Expansionism refers to states obtaining greater control of territories, especially through direct annexation of territory, through military empire-building (e.g. imperialism) or colonialism. In the classical age of conquest, the moral justification for territorial expansion at the direct expense of another established polity was often as unapologetic as "because we can", treading on the philosophical grounds of "might makes right".

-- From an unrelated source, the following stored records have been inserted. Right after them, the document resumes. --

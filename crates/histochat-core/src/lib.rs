pub mod config;
pub mod env;
pub mod error;
pub mod types;

pub use config::HistochatConfig;
pub use error::{HistochatError, Result};
pub use types::*;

As political conceptions of the nation state evolved, especially in reference to the inherent rights of the governed, more complex justifications arose. State-collapse anarchy, reunification or pan-nationalism are sometimes used to justify and legitimize expansionism when the explicit goal is to reconquer territories that have been lost or to take over ancestral lands. Lacking a viable historical claim of this nature, would-be expansionists may instead promote ideologies of promised lands, perhaps tinged with a self-interested pragmatism that targeted lands will eventually belong to the potential invader anyway.

==Theories==

Ibn Khaldun wrote that newly established dynasties, because they have social cohesion or Asabiyyah, are able to seek "expansion to the limit." The Soviet economist Nikolai Kondratiev theorized that capitalism advances in 50-year expansion/stagnation cycles, driven by technological innovation. The UK, Germany, the US, Japan and now China have been at the forefront of successive waves. Crane Brinton in The Anatomy of Revolution saw the revolution as a driver of expansionism in, for example, Russia under Stalin, the United States and the Napoleonic Empire. Christopher Booker believed that wishful thinking can generate a "dream phase" of expansionism such as in the European Union, which is short-lived and unreliable. According to a 2023 study, important historical instances of territorial expansion have frequently happened because actors on the periphery of a state have acted without authorization from their superiors at the center of the state. Leaders subsequently find it difficult to withdraw from the newly captured areas due to "sunk costs, domestic political pressure, and national honor."

==Examples==

Expansion of the Mongol Empire from 1206 to 1294

Every part of the world has experienced expansionism. The religious imperialism and colonialism of Islam started with the early Muslim conquests, was followed by the religious Caliphate expansionisms, and ended with the Partition of the Ottoman Empire. In the 15th and 16th centuries, the Ottoman Empire entered a period of expansion. The Ottomans ended the Eastern Roman Empire with the conquest of Constantinople in 1453 by Mehmed the Conqueror.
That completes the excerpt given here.